◆ **Given records**:
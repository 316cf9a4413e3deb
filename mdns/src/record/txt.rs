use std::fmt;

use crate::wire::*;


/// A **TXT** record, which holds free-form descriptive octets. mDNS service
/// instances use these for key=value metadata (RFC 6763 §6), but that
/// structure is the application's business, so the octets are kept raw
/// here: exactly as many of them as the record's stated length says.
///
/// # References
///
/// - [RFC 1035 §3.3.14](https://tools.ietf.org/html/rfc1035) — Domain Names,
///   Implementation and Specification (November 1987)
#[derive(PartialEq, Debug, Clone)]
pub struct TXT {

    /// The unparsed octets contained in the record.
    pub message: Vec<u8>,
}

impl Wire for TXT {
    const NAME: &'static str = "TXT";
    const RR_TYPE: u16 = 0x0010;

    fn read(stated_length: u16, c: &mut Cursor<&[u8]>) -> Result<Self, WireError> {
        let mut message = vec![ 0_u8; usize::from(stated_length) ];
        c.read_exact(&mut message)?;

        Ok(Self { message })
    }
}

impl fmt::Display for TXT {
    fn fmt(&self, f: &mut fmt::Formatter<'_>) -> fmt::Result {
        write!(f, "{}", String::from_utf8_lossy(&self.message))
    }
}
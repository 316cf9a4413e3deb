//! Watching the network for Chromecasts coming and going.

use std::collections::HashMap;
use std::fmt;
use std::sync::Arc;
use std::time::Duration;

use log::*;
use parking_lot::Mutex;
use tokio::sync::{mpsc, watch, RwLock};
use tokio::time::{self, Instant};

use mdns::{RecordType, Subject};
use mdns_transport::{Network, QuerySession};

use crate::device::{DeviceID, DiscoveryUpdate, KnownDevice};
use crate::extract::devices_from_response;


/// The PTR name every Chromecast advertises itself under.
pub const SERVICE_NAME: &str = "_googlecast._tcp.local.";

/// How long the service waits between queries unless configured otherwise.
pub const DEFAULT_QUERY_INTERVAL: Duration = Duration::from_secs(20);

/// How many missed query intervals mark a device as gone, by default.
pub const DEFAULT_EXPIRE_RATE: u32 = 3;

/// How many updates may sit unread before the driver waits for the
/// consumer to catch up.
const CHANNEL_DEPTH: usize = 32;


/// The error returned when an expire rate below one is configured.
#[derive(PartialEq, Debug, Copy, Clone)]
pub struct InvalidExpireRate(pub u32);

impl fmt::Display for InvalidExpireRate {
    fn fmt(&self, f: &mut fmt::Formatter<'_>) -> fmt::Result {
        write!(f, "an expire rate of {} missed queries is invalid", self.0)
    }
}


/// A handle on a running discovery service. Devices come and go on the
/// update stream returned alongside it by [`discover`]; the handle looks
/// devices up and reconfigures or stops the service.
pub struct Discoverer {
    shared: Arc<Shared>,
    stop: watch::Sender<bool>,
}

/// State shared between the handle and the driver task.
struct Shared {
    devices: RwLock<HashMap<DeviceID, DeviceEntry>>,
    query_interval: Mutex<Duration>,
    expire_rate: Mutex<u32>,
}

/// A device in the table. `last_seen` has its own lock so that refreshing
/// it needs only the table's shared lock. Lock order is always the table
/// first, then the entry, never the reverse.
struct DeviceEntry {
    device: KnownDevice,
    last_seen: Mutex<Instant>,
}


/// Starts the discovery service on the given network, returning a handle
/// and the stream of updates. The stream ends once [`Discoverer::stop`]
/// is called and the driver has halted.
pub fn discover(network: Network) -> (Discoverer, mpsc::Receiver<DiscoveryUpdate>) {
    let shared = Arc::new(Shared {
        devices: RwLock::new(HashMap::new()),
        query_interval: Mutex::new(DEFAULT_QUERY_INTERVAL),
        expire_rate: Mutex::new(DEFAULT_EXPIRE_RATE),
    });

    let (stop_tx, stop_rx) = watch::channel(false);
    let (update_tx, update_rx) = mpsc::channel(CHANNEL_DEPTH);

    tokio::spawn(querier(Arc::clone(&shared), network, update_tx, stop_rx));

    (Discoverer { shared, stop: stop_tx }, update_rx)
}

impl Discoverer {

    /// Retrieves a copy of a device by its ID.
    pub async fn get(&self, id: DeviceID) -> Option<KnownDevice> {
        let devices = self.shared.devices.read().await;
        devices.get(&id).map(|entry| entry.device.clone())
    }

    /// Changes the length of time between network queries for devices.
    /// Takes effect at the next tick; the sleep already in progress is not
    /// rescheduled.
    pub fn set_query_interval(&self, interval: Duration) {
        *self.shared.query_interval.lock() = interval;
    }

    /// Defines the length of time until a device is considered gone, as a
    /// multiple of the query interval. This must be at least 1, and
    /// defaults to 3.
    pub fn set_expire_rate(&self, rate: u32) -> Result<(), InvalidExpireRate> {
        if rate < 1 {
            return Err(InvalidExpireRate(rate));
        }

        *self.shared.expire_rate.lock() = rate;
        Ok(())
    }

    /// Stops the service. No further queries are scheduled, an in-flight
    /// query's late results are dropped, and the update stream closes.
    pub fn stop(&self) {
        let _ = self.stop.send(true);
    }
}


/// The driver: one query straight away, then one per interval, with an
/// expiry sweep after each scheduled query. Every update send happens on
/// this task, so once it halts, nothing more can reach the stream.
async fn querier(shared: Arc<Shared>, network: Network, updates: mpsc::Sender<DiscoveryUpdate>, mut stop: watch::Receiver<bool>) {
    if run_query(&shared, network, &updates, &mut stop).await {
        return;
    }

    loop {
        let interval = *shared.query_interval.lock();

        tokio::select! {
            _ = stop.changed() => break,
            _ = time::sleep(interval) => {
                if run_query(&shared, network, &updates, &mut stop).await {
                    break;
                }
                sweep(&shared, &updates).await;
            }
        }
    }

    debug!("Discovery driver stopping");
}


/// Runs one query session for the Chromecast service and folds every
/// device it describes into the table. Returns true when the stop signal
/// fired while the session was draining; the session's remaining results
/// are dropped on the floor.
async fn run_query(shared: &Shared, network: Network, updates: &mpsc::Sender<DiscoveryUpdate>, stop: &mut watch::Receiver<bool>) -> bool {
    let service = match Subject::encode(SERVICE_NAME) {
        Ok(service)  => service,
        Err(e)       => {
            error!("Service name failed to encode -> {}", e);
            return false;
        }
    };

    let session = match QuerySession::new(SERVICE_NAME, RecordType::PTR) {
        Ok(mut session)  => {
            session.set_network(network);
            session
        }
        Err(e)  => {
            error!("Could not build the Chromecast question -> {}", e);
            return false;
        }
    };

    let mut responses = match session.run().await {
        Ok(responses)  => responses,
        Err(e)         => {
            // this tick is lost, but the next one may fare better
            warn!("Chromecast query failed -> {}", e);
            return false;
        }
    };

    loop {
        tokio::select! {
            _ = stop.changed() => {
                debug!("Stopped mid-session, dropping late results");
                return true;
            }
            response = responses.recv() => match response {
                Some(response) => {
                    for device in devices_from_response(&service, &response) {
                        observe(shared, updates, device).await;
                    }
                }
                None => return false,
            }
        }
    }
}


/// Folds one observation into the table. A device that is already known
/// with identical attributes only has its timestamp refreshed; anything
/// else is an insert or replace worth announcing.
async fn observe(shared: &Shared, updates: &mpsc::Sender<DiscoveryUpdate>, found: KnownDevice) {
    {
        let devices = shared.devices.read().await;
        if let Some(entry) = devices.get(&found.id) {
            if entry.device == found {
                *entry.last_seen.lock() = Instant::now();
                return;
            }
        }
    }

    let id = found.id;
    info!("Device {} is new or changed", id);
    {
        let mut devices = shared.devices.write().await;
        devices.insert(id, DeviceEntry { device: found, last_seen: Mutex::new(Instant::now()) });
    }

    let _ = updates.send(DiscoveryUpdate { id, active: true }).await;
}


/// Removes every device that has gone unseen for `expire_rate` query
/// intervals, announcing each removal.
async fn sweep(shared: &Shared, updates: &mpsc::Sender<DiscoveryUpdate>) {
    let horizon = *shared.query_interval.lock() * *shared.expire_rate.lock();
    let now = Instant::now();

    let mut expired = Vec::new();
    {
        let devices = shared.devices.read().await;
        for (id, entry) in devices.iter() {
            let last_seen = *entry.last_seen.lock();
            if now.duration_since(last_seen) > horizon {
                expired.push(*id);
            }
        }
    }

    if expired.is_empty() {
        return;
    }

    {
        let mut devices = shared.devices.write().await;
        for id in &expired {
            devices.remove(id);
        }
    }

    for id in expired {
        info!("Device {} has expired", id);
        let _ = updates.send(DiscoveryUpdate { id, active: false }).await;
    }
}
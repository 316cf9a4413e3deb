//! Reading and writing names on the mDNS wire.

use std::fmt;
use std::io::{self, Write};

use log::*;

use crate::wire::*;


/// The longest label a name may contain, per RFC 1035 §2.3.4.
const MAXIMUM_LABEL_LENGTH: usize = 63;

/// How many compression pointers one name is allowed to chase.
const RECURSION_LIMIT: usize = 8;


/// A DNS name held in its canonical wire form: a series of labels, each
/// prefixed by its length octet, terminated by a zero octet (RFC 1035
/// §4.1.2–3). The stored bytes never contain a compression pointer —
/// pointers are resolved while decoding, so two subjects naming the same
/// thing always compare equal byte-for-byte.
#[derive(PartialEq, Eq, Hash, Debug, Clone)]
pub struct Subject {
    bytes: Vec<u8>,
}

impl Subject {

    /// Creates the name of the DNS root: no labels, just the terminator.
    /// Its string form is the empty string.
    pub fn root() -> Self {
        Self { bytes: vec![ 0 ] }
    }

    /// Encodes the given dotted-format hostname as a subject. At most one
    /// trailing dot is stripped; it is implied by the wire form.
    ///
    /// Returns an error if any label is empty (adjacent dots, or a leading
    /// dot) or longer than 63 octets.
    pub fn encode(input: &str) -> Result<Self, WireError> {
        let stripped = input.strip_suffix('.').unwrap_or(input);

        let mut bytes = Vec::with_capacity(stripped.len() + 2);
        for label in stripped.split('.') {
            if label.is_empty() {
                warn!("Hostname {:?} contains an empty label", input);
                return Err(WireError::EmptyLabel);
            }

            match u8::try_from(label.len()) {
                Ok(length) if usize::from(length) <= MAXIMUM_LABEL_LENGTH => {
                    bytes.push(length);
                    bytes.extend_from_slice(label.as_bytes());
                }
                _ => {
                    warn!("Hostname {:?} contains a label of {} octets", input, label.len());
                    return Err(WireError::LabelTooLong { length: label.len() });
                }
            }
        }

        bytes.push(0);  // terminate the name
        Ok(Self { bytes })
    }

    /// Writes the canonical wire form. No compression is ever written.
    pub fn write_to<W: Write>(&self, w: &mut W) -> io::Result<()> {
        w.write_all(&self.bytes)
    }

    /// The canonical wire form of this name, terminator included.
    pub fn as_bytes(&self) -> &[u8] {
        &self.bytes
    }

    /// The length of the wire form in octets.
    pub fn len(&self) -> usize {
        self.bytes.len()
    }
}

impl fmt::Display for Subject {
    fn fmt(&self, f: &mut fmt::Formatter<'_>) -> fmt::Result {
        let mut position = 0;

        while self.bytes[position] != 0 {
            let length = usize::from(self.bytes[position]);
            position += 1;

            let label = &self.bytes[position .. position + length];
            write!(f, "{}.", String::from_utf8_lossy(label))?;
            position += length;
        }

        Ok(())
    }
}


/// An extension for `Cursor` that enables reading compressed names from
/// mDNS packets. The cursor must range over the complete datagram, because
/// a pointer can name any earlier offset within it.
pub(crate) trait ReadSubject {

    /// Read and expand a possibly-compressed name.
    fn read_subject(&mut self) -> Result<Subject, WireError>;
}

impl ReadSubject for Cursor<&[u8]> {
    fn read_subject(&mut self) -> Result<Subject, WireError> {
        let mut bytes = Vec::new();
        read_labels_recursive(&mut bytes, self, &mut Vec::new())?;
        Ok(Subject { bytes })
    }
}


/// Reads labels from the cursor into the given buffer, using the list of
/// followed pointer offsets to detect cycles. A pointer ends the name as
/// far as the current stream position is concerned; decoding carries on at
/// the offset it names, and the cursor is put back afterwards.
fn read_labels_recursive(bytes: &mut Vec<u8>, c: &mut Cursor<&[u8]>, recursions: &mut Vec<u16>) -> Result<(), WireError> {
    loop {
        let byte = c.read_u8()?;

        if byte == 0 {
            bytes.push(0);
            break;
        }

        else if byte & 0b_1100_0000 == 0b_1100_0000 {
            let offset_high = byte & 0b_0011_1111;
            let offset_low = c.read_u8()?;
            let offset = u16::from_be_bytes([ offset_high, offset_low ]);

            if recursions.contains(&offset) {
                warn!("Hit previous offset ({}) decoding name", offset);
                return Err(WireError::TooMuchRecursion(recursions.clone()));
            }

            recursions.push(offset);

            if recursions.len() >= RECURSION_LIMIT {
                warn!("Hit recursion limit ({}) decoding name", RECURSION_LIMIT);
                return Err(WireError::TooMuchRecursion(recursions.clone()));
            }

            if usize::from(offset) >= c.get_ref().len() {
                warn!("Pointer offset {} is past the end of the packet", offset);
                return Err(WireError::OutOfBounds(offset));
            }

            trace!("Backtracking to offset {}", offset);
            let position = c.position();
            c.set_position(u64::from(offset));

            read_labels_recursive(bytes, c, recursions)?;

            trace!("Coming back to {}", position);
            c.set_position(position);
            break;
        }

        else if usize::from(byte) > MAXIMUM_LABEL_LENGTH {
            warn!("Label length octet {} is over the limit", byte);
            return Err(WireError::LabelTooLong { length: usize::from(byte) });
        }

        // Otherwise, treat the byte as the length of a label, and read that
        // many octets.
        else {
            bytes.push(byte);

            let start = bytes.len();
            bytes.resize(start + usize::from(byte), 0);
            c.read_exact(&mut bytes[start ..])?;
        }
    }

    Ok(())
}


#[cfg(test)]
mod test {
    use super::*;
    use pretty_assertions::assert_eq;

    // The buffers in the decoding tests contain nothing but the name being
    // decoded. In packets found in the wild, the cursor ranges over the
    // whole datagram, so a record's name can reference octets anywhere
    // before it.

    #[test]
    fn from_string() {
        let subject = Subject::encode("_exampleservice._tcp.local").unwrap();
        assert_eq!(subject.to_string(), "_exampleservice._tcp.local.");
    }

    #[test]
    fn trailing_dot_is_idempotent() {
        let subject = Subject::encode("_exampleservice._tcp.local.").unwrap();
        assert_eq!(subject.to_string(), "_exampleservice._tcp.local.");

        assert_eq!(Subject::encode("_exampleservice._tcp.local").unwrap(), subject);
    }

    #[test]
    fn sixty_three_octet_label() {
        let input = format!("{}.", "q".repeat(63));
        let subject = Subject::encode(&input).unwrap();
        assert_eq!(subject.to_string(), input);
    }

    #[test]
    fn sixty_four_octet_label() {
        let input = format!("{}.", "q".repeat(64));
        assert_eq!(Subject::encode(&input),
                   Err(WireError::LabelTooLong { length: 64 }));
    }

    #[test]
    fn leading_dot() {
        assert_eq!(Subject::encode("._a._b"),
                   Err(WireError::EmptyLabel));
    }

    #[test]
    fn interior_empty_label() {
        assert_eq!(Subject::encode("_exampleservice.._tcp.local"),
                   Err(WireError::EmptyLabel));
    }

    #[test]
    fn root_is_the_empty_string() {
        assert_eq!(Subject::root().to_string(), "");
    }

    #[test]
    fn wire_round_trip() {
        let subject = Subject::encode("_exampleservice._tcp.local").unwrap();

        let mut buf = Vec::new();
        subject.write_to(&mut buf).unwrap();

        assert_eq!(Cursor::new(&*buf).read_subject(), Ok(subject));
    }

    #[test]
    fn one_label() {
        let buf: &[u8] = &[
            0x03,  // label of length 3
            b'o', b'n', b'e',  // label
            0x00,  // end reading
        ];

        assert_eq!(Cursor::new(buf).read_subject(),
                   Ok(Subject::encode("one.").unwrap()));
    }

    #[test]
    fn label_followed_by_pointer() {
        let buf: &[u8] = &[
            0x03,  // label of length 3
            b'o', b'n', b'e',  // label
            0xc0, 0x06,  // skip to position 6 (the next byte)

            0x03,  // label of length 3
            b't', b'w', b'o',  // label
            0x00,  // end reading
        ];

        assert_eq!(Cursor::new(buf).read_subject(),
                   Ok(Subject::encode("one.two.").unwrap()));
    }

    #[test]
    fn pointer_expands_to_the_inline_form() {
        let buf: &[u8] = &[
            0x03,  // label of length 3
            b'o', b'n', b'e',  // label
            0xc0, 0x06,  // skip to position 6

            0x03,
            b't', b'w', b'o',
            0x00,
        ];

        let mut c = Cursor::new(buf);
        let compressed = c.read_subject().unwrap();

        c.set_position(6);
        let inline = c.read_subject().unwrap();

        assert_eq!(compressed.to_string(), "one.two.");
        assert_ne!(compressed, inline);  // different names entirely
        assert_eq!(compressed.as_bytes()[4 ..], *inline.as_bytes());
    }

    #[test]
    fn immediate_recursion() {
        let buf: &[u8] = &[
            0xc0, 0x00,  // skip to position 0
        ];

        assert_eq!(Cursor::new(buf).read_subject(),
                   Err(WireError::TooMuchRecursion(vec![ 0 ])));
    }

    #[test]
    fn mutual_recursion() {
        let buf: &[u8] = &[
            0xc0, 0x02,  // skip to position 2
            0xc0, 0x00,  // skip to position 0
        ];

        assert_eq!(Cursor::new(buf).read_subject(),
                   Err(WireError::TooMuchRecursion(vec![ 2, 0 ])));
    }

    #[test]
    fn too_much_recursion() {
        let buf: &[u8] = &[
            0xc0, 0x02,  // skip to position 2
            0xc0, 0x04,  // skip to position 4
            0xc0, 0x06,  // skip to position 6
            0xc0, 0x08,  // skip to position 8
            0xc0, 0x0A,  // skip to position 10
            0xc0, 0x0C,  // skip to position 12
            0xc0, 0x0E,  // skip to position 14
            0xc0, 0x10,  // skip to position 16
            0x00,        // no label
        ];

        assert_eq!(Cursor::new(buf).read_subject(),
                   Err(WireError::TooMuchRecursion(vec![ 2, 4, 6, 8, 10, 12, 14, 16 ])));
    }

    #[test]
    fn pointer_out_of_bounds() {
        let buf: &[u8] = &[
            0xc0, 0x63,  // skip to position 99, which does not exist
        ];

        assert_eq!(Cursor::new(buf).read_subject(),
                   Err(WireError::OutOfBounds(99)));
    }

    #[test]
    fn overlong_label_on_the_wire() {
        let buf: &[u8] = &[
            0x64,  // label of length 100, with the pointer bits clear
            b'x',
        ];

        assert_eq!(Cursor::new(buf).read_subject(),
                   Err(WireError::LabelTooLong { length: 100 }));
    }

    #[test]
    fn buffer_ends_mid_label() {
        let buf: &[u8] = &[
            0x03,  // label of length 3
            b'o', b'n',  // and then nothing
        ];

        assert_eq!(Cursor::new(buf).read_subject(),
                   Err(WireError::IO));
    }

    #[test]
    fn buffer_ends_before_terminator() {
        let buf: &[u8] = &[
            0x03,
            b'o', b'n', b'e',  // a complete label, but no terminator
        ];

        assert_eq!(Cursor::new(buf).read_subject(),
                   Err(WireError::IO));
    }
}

◆ **What to do**: Say, as a number only, how many lines of the data contain "never".

◆ **Output of the exercise**: 2